Scientists discover a new and simple way to classify marine biomes

Scientists at Washington State University have developed a new way to classify different ocean environments, shedding new light on how marine biomes are defined and changed by nature and humans.

Just published in Global ecology and biogeography, a research by Alli Cramer, a 2020 doctorate from the WSU School of the Environment, now at the University of California Santa Cruz, and WSU Professor Stephen Katz revealed a new approach that sorts biomes according to their potential life support and stability of the sea floor.

Cramer and Katz looked at more than 130 studies to evaluate variables such as light, depth and nutrients in seven biomes that incorporate dozens of environments, including coral reefs, algae beds, ocean ice, and deep abyssal plains.

By analyzing the data inductively, instead of proceeding from an initial hypothesis, they found that biomes were ordered more clearly by two strong variables: gross primary production, a measure of energy in the food web; and the mobility of the substrate, or the movement and composition of the ocean floor.

“This means that energy flow and mobility are common organizational forces in a wide variety of marine ecosystems,” said Cramer. “Despite their differences, coral reefs and deep-sea deserts respond to the same processes.”

While biomes on earth have long been defined by climate, marine biomes have eluded a clear categorization.

“The oceans are one big black box,” Katz said. “Scientists have traditionally considered depth, temperature and light to be important.
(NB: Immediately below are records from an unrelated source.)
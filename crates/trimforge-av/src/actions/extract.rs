//! Stream-copy extraction of keep segments.

use crate::command::{file_arg, ToolCommand, Verbosity};
use crate::segment::KeepSegment;
use crate::{Error, Result, Workspace};
use std::path::{Path, PathBuf};

/// Segments to cut out of one input, with the file each one is written to.
#[derive(Debug, Clone)]
pub struct ExtractPlan {
    input: PathBuf,
    outputs: Vec<(KeepSegment, PathBuf)>,
}

impl ExtractPlan {
    /// Plan one intermediate file per segment inside `workspace`.
    pub fn new(input: &Path, segments: &[KeepSegment], workspace: &Workspace) -> Result<Self> {
        if segments.is_empty() {
            return Err(Error::InvalidInput(
                "at least one keep segment is required".to_string(),
            ));
        }

        let outputs = segments
            .iter()
            .enumerate()
            .map(|(i, seg)| (*seg, workspace.segment_path(i)))
            .collect();

        Ok(Self {
            input: input.to_path_buf(),
            outputs,
        })
    }

    pub fn input(&self) -> &Path {
        &self.input
    }

    pub fn outputs(&self) -> &[(KeepSegment, PathBuf)] {
        &self.outputs
    }

    /// Intermediate files in segment order.
    pub fn segment_files(&self) -> Vec<PathBuf> {
        self.outputs.iter().map(|(_, p)| p.clone()).collect()
    }
}

/// Build the single ffmpeg invocation that writes every segment file.
///
/// Each segment becomes its own output with `-ss`/`-to` as output options;
/// `-to` is left out for segments running to the end of the input.
pub fn extract_command(ffmpeg: &Path, plan: &ExtractPlan, verbosity: Verbosity) -> ToolCommand {
    let mut cmd = ToolCommand::new(ffmpeg.to_path_buf());
    cmd.args(["-nostdin", "-y"])
        .args(verbosity.ffmpeg_args())
        .arg("-i")
        .arg(file_arg(plan.input()));

    for (segment, output) in plan.outputs() {
        cmd.arg("-ss").arg(segment.start.to_string());
        if !segment.is_open_ended() {
            cmd.arg("-to").arg(segment.end.to_string());
        }
        cmd.args(["-map", "0", "-c", "copy"]).arg(file_arg(output));
    }

    cmd
}

/// Run the extraction and check every segment file was produced.
pub fn extract_segments(ffmpeg: &Path, plan: &ExtractPlan, verbosity: Verbosity) -> Result<()> {
    #[cfg(feature = "tracing")]
    tracing::info!(
        "Extracting {} segment(s) from {:?}",
        plan.outputs().len(),
        plan.input()
    );

    extract_command(ffmpeg, plan, verbosity).execute()?;

    for (segment, output) in plan.outputs() {
        if !output.is_file() {
            return Err(Error::tool_failed(
                "ffmpeg",
                format!("segment {} was not written to {}", segment, output.display()),
            ));
        }
    }

    Ok(())
}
But we’ve found they don’t capture every community. The energy economy of the sea works in ways other than sunlight.”

As a PhD student, Cramer began developing a more effective way to solve marine biomes.

After analyzing many variables, “there were really only two that end up revealing the grand pattern,” Katz said.

Gross primary production measures the energy flowing through a marine community, whether it is powered by sunlight, the recycled “brown food web” of the depths, or by chemicals flowing from hydrothermal vents. Coral reefs, sea ice and mangrove swamps have high primary production, while deep, muddy abyssal plains are low-productivity marine deserts.

The other strong variable, substrate mobility, has classified biomes based on the nature of their lower layer: what it is made of and how much it is moved and agitated by waves and currents. A mostly stable sandy bottom defines a biome other than one that is constantly in motion.

“These two axes are important forces in determining ecosystems in the ocean and in driving their formation,” Katz said.

“One of the novelties of this classification system is that it is simple, so simple that no one has bothered,” he added. “When we told our colleagues about it, they were surprised that no one had tried it before.”

The new method could help scientists, fisheries managers and conservationists reconsider the richness and diversity of ocean biomes, as well as the value of high-productivity regions affected by humans.

“Previous work looked at the marine environment on an ecosystem-by-ecosystem basis,” Cramer said. “By combining data from many ecosystems, we found the common thread that binds them together. This allows us to see the ocean in new ways and highlights some key points where our actions can alter ecosystem function.”